I get that publishers are hurting. Since Borders went bankrupt, they’ve lost a good deal of available retail space, so they want to maximize income wherever they can.
And naturally sales are low-- fewer and fewer people have money to spare for books. (Goddess knows, my “entertainment budget” these days would make a cat laugh.) So readers may choose to visit libraries if they can. (I know I do, though I check out ebooks more often than physical copies.) And perhaps that might have some miniscule effect on sales.
But in my opinion, TOR is shooting themselves in the foot.
Once a reader falls in love with an author’s works, it’s likely they will grab as much of that writer’s tales as possible. How better to entice a reader’s appetite than to let them sample at the library?
(This is a very popular gambit with self-published writers on Amazon. Dangle the first in a series for free, and sell the rest. Thanks to that strategy, I’ve got more books on my Kindle than I could read in a year. And while most aren’t polished, I’ve found some gems… and yes, I bought their follow-up books.)
And then, there’s the bad feeling this will cause. Library associations are already upset. If I worked at a library, I’d consider spending less of my precious budget on any publisher who showed my workplace such disrespect.

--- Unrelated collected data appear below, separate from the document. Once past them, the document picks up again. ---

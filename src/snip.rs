//! One region-selection interaction: background snapshot, drag state, result.
//!
//! `SnipSession` holds no toolkit types. The druid widget feeds it events
//! in device pixels and paints whatever [`Scene`] it reports.

use image::RgbaImage;
use log::{debug, info};

use crate::capture::{CaptureError, ScreenSource};
use crate::geometry::{LocalPoint, ScreenRect};
use crate::scene::Scene;
use crate::selection::{Button, Drag, Outcome, Response};

#[derive(Debug, Clone, Copy, PartialEq, Eq)]
pub struct OverlayOptions {
    pub show_label: bool,
}

impl Default for OverlayOptions {
    fn default() -> Self {
        Self { show_label: true }
    }
}

/// Input already translated to overlay-local device pixels.
#[derive(Debug, Clone, Copy, PartialEq, Eq)]
pub enum InputEvent {
    Press(Button, LocalPoint),
    Motion(LocalPoint),
    Release(Button, LocalPoint),
    Escape,
}

pub struct SnipSession {
    bounds: ScreenRect,
    options: OverlayOptions,
    background: Option<RgbaImage>,
    activated: bool,
    drag: Drag,
}

impl SnipSession {
    pub fn new(bounds: ScreenRect, options: OverlayOptions) -> Self {
        Self {
            bounds,
            options,
            background: None,
            activated: false,
            drag: Drag::default(),
        }
    }

    pub fn bounds(&self) -> ScreenRect {
        self.bounds
    }

    pub fn background(&self) -> Option<&RgbaImage> {
        self.background.as_ref()
    }

    pub fn is_closed(&self) -> bool {
        self.drag.outcome().is_some()
    }

    /// Freezes the desktop by capturing the background. Only the first call
    /// captures; later calls do nothing.
    pub fn activate(&mut self, source: &dyn ScreenSource) -> Result<Response, CaptureError> {
        if self.activated {
            return Ok(Response::Ignored);
        }
        self.activated = true;

        let snapshot = source.capture_region(self.bounds)?;
        debug!(
            "background {}x{} for {:?}",
            snapshot.width(),
            snapshot.height(),
            self.bounds
        );
        self.background = Some(snapshot);
        Ok(Response::Redraw)
    }

    pub fn handle(&mut self, event: InputEvent) -> Response {
        let response = match event {
            InputEvent::Press(button, at) => self.drag.press(button, at),
            InputEvent::Motion(at) => self.drag.motion(at),
            InputEvent::Release(button, at) => self.drag.release(button, at),
            InputEvent::Escape => self.drag.escape(),
        };

        if let Response::Close(outcome) = response {
            info!("selection closed: {outcome:?}");
            self.background = None;
        }
        response
    }

    /// Nothing is drawn until the background exists, so the surface never
    /// covers the desktop before the snapshot is taken.
    pub fn scene<F>(&self, measure: F) -> Option<Scene>
    where
        F: FnOnce(&str) -> (f64, f64),
    {
        self.background.as_ref()?;
        Some(Scene::build(&self.drag, self.options.show_label, measure))
    }

    /// Selected rectangle in absolute screen coordinates, or `None` when the
    /// user cancelled or the interaction has not finished.
    pub fn result(&self) -> Option<ScreenRect> {
        match self.drag.outcome()? {
            Outcome::Selected(rect) => Some(rect.to_screen(self.bounds.origin())),
            Outcome::Cancelled => None,
        }
    }
}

They’re not factoring in how the readers will react either. I know not every sci-fi/fantasy fan pays attention to publishers, but I wouldn’t be at all surprised if those that do start grumbling-- or maybe even “embargo” their own purchases. If they don’t revoke this policy, I’ll be thinking long and hard before I buy any TOR books. (I’ve got plenty of hardcopy and ebooks waiting for my attention already.)
What are your thoughts?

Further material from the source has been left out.